First, Akhtar does not challenge the BIA’s
determination that he failed to submit evidence that
Pakistanis who have lived in the United States constitute a
cognizable particular social group. He has therefore failed
to demonstrate error in the BIA’s determination that he did
not establish his prima facie eligibility for asylum or
withholding of removal based on that alleged protected
ground. See Paloka v. Holder, 762 F.3d 191, 196 (2d Cir.
2014) (observing that a particular social group must be
legally cognizable); Norton v. Sam’s Club, 145 F.3d 114,
117 (2d Cir. 1998) (“Issues not sufficiently argued in the
briefs are considered waived and normally will not be
addressed on appeal.”).
Second, the BIA reasonably concluded that the harm
Akhtar feared from his brother was due to a personal
vendetta and was not because of Akhtar’s political opinion.
See Matter of N–M–, 25 I. & N. Dec. 526, 531-32 (B.I.A.
4
2011) (suggesting that where the alleged persecutor acts
“solely out of personal revenge or a desire to avoid the
exposure of a lucrative scheme of corruption, without a
significant concern about the alien’s political beliefs,
perceived or otherwise,” the claim cannot satisfy
the nexus requirement).
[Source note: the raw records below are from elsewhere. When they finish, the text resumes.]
//! 페이로드 청크 분할
//!
//! - Chunk: 협상된 MTU 크기의 쓰기 단위
//! - ChunkQueue: 순서대로 한 번씩만 소비되는 FIFO

use std::collections::VecDeque;

use bytes::Bytes;

use crate::{Error, Result};

/// 청크 (쓰기 한 번 단위)
pub type Chunk = Bytes;

/// 전송 대기 청크 큐
#[derive(Debug, Clone)]
pub struct ChunkQueue {
    chunks: VecDeque<Chunk>,

    /// 분할 전 페이로드 전체 크기
    total_bytes: usize,

    /// 청크 크기 (마지막 청크 제외)
    chunk_size: usize,

    /// 분할 직후 청크 수
    total_chunks: usize,
}

impl ChunkQueue {
    /// 페이로드를 `chunk_size` 단위로 분할
    ///
    /// 마지막 청크만 짧을 수 있다. 빈 페이로드는 빈 큐가 된다.
    pub fn split(payload: &Bytes, chunk_size: usize) -> Result<Self> {
        if chunk_size == 0 {
            return Err(Error::InvalidInput("chunk size must be > 0".into()));
        }

        let total_chunks = payload.len().div_ceil(chunk_size);
        let mut chunks = VecDeque::with_capacity(total_chunks);

        let mut offset = 0;
        while offset < payload.len() {
            let end = offset + chunk_size.min(payload.len() - offset);
            // 원본 버퍼 공유 (복사 없음)
            chunks.push_back(payload.slice(offset..end));
            offset = end;
        }

        Ok(Self {
            chunks,
            total_bytes: payload.len(),
            chunk_size,
            total_chunks,
        })
    }

    /// 다음 청크 꺼내기
    pub fn pop(&mut self) -> Option<Chunk> {
        self.chunks.pop_front()
    }

    /// 남은 청크 수
    pub fn remaining(&self) -> usize {
        self.chunks.len()
    }

    pub fn is_empty(&self) -> bool {
        self.chunks.is_empty()
    }

    /// 처리율 계산용 전체 바이트 수
    pub fn total_bytes(&self) -> usize {
        self.total_bytes
    }

    pub fn total_chunks(&self) -> usize {
        self.total_chunks
    }

    pub fn chunk_size(&self) -> usize {
        self.chunk_size
    }
}

impl Iterator for ChunkQueue {
    type Item = Chunk;

    fn next(&mut self) -> Option<Chunk> {
        self.pop()
    }
}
Akhtar did not assert that he
cooperated against, or was threatened by, his brother
because he opposed corruption or held any political
opinion. Indeed, Akhtar participated in the fraud with his
brother. The BIA therefore reasonably concluded that Akhtar
failed to demonstrate his prima facie eligibility for
asylum or withholding of removal based on his political
opinion. Id.; Jian Hui Shao, 546 F.3d at 168.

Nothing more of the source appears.